La réplication de l’ADN est initiée sur des sites contenant des séquences d’ADN prédéfinies connues sous le nom d’origines de réplication. L’ADN est déroulé sur ces sites par l’hélicase de maintenance des minichromosomes (MCM) et d’autres facteurs tels que Cdc45 et le complexe GINS associé. Les simples brins déroulés sont protégés par la protéine de réplication A (RPA) jusqu’à ce que l’ADN polymérase commence à synthétiser l’ADN à l’extrémité 5 du brin dans le même sens que la fourche de réplication. Pour empêcher la fourche de réplication de se désintégrer, un complexe de protection de la fourche (FPC) se déplace avec la fourche en croissance. Ce complexe protéique conservé se trouve chez les eucaryotes et est composé de protéines telles que Tim, Tipin, And1 et Claspin.

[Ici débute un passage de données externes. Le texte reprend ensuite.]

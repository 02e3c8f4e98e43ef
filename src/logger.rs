use std::collections::HashMap;

use chrono::Local;
use colored::Colorize;
use tokio::{fs::File, io::AsyncWriteExt, sync::mpsc, task::JoinHandle};

pub struct Logger {
    tx: mpsc::Sender<LogMessage>,
    handle: JoinHandle<anyhow::Result<HashMap<String, Vec<String>>>>,
}

impl Logger {
    /// Collects lines per step; each line is also appended to `file` if given.
    pub fn new(buffer: usize, mut file: Option<File>) -> Self {
        let (tx, mut rx) = mpsc::channel::<LogMessage>(buffer);
        let handle = tokio::spawn(async move {
            let mut store: HashMap<String, Vec<String>> = HashMap::new();
            while let Some(log) = rx.recv().await {
                if let Some(file) = file.as_mut() {
                    file.write_all(log.file_format().as_bytes()).await?;
                    file.flush().await?;
                }
                let line = log.terminal_format();
                store.entry(log.step_name).or_default().push(line);
            }
            Ok::<_, anyhow::Error>(store)
        });

        Self { tx, handle }
    }

    pub fn tx(&self) -> mpsc::Sender<LogMessage> {
        self.tx.clone()
    }

    /// Waits for every sender to be dropped, then returns the collected lines.
    pub async fn finish(self) -> anyhow::Result<HashMap<String, Vec<String>>> {
        drop(self.tx);
        self.handle
            .await
            .map_err(|err| anyhow::anyhow!("Log task failed: {err}"))?
    }
}

#[derive(Debug, Clone, PartialEq, Eq)]
pub struct LogMessage {
    pub step_name: String,
    pub line: String,
}

impl LogMessage {
    pub fn terminal_format(&self) -> String {
        let name = format!("[{}]", self.step_name).bold().cyan();
        format!("{name} {}", self.line.trim_end().white())
    }

    pub fn file_format(&self) -> String {
        let timestamp = Local::now().format("%H:%M:%S");
        format!(
            "[{timestamp}] [{}] {}\n",
            self.step_name,
            self.line.trim_end()
        )
    }
}

#[cfg(test)]
mod tests {
    use super::*;

    fn message(step: &str, line: &str) -> LogMessage {
        LogMessage {
            step_name: step.to_string(),
            line: line.to_string(),
        }
    }

    #[tokio::test]
    async fn collects_lines_per_step_in_order() {
        let logger = Logger::new(8, None);
        let tx = logger.tx();

        tx.send(message("qc", "fastp -i R1")).await.unwrap();
        tx.send(message("merge", "vsearch")).await.unwrap();
        tx.send(message("qc", "Detecting adapters...")).await.unwrap();
        drop(tx);

        let store = logger.finish().await.unwrap();
        assert_eq!(store["qc"].len(), 2);
        assert!(store["qc"][1].contains("Detecting adapters..."));
        assert_eq!(store["merge"].len(), 1);
    }

    #[tokio::test]
    async fn mirrors_lines_into_file() {
        let dir = tempfile::tempdir().unwrap();
        let path = dir.path().join("run.log");
        let file = File::create(&path).await.unwrap();

        let logger = Logger::new(8, Some(file));
        logger.tx().send(message("qc", "done \n")).await.unwrap();
        logger.finish().await.unwrap();

        let written = tokio::fs::read_to_string(&path).await.unwrap();
        assert!(written.ends_with("[qc] done\n"));
    }

    #[test]
    fn file_format_is_timestamped_and_trimmed() {
        let line = message("asv-inference", "$ dada2 learnErrors  ").file_format();
        assert!(line.starts_with('['));
        assert!(line.ends_with("] [asv-inference] $ dada2 learnErrors\n"));
    }

    #[test]
    fn terminal_format_keeps_step_and_line() {
        colored::control::set_override(false);
        let line = message("qc", "$ fastp -i R1").terminal_format();
        assert_eq!(line, "[qc] $ fastp -i R1");
    }
}
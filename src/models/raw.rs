use std::{collections::BTreeMap, path::Path};

use serde::Deserialize;
use tokio::fs::read_to_string;

use crate::{
    models::{StepDefinition, StepFiles},
    visuals::VisualizationKind,
};

#[derive(Debug, Deserialize)]
pub struct RawCatalog {
    pub steps_order: Vec<String>,
    pub steps: BTreeMap<String, RawStep>,
}

impl RawCatalog {
    pub async fn load(path: impl AsRef<Path>) -> anyhow::Result<Vec<StepDefinition>> {
        let content = read_to_string(path).await?;
        let raw: RawCatalog = toml::from_str(&content)?;
        raw.compile()
    }

    pub fn compile(self) -> anyhow::Result<Vec<StepDefinition>> {
        let mut steps = Vec::new();

        for step_id in self.steps_order.iter() {
            let Some(raw_step) = self.steps.get(step_id) else {
                println!(
                    "⚠️ Step '{}' declared in order but missing definition. Skipping.",
                    step_id
                );
                continue;
            };

            if steps.iter().any(|s: &StepDefinition| &s.id == step_id) {
                println!("⚠️ Step '{}' listed twice in order. Skipping.", step_id);
                continue;
            }

            if raw_step.details.is_empty() {
                println!("⚠️ Step '{}' has no details to display.", step_id);
            }

            steps.push(StepDefinition {
                id: step_id.clone(),
                name: raw_step.name.clone().unwrap_or_else(|| step_id.clone()),
                description: raw_step.description.clone().unwrap_or_default(),
                duration_secs: raw_step.duration,
                details: raw_step.details.clone(),
                logs: raw_step.logs.clone(),
                files: raw_step.files.clone(),
                visualization: raw_step.visualization.unwrap_or_default(),
            });
        }

        if steps.is_empty() {
            anyhow::bail!("No valid steps found to simulate.");
        }

        Ok(steps)
    }
}

#[derive(Debug, Deserialize)]
pub struct RawStep {
    pub name: Option<String>,
    pub description: Option<String>,
    pub duration: f64,
    #[serde(default)]
    pub details: Vec<String>,
    #[serde(default)]
    pub logs: Vec<String>,
    pub files: Option<StepFiles>,
    pub visualization: Option<VisualizationKind>,
}
use rand::{SeedableRng, rngs::StdRng};

use crate::{
    models::{RunReport, StepStatus},
    visuals::{Cluster, chart_data, embedding_space},
};

pub struct ConsoleReporter;

impl ConsoleReporter {
    pub fn report(report: &RunReport, seed: Option<u64>) {
        println!("\n--- 📖 Pipeline Execution Logs ---");

        for step in report.step_reports.iter() {
            let Some(lines) = report.logs.get(&step.id) else {
                continue;
            };
            println!("\n=== {} ===", step.name.to_uppercase());
            for line in lines {
                println!("{line}");
            }
        }

        println!("\n--- 🧬 Summary: {} ---", report.dataset);

        for (index, step) in report.step_reports.iter().enumerate() {
            println!(
                "  {} {}. {}: {:.0}%",
                step.icon(),
                index + 1,
                step.name,
                step.progress
            );
        }

        let mut rng = match seed {
            Some(seed) => StdRng::seed_from_u64(seed),
            None => StdRng::from_os_rng(),
        };

        for step in report.step_reports.iter() {
            if step.status != StepStatus::Completed {
                continue;
            }
            if let Some(summary) = chart_data(step.visualization, &mut rng).summary() {
                println!("  📊 {}: {summary}", step.name);
            }
        }

        if report.is_success() {
            let points = embedding_space(&mut rng);
            let novel = points.iter().filter(|p| p.cluster == Cluster::Novel).count();
            println!(
                "\n🔭 Embedding space ready: {} points, {} novel clusters",
                points.len(),
                novel
            );
            println!("🏁 Pipeline completed in {}s", report.elapsed);
        } else {
            println!("\n🛑 Pipeline stopped after {}s", report.elapsed);
        }
    }
}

En laboratoire, les fourches de réplication peuvent être bloquées par l’action de l’hydroxyurée. L’hydroxyurée épuise les pools cellulaires de dNTP, qui sont nécessaires à l’ADN polymérase pour la synthèse de l’ADN. Lorsque les dNTP ne sont pas disponibles, la synthèse d’ADN ralentit et s’arrête finalement complètement. Ainsi, le blocage des fourches de réplication dans les cellules vivantes est lié à l’inactivité de l’ADN polymérase.
Le FPC lie l’activité de la polymérase à celle de l’hélicase. Ainsi, même lorsque la polymérase s’arrête, l’hélicase continue de dérouler l’ADN pour produire un excès d’ADN simple brin (ADNsb) avant de s’arrêter. Cet excès d’ADNsb ressemble à des surplombs réséqués d’une réparation de cassure double brin. Pour stabiliser la structure, les protéines RPA se lient à l’ADNsb et recrutent les protéines ATR. La liaison ATR active la protéine régulatrice du cycle cellulaire Chk1 pour bloquer le déclenchement des origines de réplication et bloquer le cycle cellulaire pour la réparation de l’ADN. Ainsi, l’ADNss sert de signal puissant qui relie les dommages à l’ADN à la réparation.